足の怪我についてまた怒られるのだろうかということを考えると足のスピードは下がるし学校に行きたくなくなる。
怒られるのは嫌だ。
それが幼馴染であり腐れ縁である岩泉ならばなおさらである。
それに――彼女にも迷惑をかけてしまった。
岩泉のことである。違うと言ったがしかし彼なら彼女のもとへ行き何か聞いただろう。
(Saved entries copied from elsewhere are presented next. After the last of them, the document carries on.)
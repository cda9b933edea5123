pub mod file;
pub mod yahoo;

use std::time::Duration;

use error_stack::Report;
use futures::future::BoxFuture;
use tokio::time::sleep;
use tracing::warn;

use crate::error::SourceError;
use crate::model::{Instrument, PriceSeries};

/// Provider of daily price history.
///
/// Uses `BoxFuture` (from `futures` crate) instead of `async fn` in trait
/// to keep the trait object-safe (`dyn PriceSource`).
pub trait PriceSource: Send + Sync {
    fn name(&self) -> &'static str;

    /// Fetch the daily OHLCV history of one instrument, oldest first.
    fn fetch_series<'a>(
        &'a self,
        instrument: &'a Instrument,
    ) -> BoxFuture<'a, Result<PriceSeries, Report<SourceError>>>;
}

/// Fetch with a bounded number of attempts and a fixed delay between them.
/// Returns the last error once all attempts fail.
pub async fn fetch_with_retry(
    source: &dyn PriceSource,
    instrument: &Instrument,
    attempts: u32,
    delay: Duration,
) -> Result<PriceSeries, Report<SourceError>> {
    let attempts = attempts.max(1);
    let mut attempt = 1;
    loop {
        match source.fetch_series(instrument).await {
            Ok(series) => return Ok(series),
            Err(e) if attempt < attempts => {
                warn!(
                    source = source.name(),
                    instrument = %instrument.id,
                    attempt,
                    error = %e,
                    "fetch failed, retrying"
                );
                sleep(delay).await;
                attempt += 1;
            }
            Err(e) => return Err(e.attach(format!("gave up after {attempts} attempts"))),
        }
    }
}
少なからず憧れている彼女にほんの些細な殺意を抱いて――
苗字名前。
結局あれから逃げるように店から出てしまってそれ以来会っていない。
怒りに任せて店を出た自分も悪いが、しかし彼女にも原因がある(と、人任せにまでしないと潰れてしまいそうだ)。勝手にバレーの世界から消えたと思えば勝手に家業を手伝っているときた。なんのために頑張ってここまで来たのかわかりゃしない。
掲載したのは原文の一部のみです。